▸ **The task**:
Please return, word for word, the line containing "use serde::Serialize;" and each line after it through the end of the data below, and nothing else.

Stored items
---*---
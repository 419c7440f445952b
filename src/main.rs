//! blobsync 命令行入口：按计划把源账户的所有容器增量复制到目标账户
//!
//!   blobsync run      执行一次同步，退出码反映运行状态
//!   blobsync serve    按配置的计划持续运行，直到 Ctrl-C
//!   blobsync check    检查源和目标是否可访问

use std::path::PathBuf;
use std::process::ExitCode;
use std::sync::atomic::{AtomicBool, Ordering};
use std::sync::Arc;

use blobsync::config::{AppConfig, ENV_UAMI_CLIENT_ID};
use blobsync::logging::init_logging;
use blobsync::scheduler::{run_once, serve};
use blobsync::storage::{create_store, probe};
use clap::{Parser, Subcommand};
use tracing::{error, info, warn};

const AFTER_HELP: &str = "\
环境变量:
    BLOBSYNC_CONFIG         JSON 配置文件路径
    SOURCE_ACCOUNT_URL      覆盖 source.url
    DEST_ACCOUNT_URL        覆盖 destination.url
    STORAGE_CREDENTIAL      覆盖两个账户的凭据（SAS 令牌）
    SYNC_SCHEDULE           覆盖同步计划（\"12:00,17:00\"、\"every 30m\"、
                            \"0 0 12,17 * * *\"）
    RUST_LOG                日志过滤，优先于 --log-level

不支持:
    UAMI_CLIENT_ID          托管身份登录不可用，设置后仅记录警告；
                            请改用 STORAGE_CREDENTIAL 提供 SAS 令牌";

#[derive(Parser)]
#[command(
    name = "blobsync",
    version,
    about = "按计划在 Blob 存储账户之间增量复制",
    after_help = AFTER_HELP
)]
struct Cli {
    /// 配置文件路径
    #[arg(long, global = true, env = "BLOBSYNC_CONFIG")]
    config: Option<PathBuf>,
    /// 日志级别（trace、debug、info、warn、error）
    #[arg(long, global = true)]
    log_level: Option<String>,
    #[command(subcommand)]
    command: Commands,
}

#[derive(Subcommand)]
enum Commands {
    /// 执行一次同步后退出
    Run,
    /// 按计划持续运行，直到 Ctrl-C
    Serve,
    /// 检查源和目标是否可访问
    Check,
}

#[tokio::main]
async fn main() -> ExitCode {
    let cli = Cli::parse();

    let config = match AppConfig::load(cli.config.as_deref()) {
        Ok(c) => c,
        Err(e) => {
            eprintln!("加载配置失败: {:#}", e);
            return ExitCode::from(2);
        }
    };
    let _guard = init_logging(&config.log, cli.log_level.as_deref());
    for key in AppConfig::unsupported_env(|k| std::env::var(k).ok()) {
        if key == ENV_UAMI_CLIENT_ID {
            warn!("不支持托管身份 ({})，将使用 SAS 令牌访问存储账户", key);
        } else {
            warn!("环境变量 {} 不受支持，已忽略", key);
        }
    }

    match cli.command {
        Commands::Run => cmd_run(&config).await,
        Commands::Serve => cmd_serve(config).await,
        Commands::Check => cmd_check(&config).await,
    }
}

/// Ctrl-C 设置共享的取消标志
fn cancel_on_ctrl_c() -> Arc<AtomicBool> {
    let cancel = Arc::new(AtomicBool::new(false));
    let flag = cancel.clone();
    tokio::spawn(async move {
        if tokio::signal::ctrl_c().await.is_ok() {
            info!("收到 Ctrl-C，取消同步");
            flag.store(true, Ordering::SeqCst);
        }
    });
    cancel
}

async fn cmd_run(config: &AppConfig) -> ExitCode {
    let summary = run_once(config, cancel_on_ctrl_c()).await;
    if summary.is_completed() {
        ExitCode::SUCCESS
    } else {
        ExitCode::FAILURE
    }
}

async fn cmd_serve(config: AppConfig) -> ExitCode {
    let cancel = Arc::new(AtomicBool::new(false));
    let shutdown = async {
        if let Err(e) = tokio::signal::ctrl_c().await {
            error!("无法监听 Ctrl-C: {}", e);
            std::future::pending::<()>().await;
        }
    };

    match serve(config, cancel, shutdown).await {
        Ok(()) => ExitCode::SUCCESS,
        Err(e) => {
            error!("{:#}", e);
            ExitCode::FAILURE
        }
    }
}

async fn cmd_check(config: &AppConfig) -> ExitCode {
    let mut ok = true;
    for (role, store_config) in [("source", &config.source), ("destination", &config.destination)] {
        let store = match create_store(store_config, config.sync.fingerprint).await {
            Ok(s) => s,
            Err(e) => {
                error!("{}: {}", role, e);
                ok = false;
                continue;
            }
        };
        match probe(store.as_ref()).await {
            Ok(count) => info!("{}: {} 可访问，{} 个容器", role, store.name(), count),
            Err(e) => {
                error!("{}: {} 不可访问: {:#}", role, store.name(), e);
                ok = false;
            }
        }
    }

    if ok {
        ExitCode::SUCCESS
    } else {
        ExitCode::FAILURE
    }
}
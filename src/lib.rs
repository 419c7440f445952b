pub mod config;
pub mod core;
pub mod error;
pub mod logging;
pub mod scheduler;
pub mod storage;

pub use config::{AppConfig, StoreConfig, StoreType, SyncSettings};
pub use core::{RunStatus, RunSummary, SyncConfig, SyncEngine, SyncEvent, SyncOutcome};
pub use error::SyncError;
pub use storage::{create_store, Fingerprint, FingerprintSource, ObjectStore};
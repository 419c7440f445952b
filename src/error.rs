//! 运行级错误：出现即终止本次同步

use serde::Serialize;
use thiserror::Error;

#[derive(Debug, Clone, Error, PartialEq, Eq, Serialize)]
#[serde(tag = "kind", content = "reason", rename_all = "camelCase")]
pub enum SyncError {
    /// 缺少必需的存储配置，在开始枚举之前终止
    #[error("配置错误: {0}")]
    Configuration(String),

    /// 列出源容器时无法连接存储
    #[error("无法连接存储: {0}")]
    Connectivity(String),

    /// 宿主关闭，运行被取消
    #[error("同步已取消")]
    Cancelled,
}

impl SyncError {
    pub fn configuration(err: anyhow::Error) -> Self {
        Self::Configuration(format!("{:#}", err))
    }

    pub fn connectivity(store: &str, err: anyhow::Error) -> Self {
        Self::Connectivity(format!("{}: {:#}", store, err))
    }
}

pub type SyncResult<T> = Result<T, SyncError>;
---*---
▸ **Response area**:
use serde::Serialize;
use thiserror::Error;

#[derive(Debug, Clone, Error, PartialEq, Eq, Serialize)]
#[serde(tag = "kind", content = "reason", rename_all = "camelCase")]
pub enum SyncError {
    /// 缺少必需的存储配置，在开始枚举之前终止
    #[error("配置错误: {0}")]
    Configuration(String),

    /// 列出源容器时无法连接存储
    #[error("无法连接存储: {0}")]
    Connectivity(String),

    /// 宿主关闭，运行被取消
    #[error("同步已取消")]
    Cancelled,
}

impl SyncError {
    pub fn configuration(err: anyhow::Error) -> Self {
        Self::Configuration(format!("{:#}", err))
    }

    pub fn connectivity(store: &str, err: anyhow::Error) -> Self {
        Self::Connectivity(format!("{}: {:#}", store, err))
    }
}

pub type SyncResult<T> = Result<T, SyncError>;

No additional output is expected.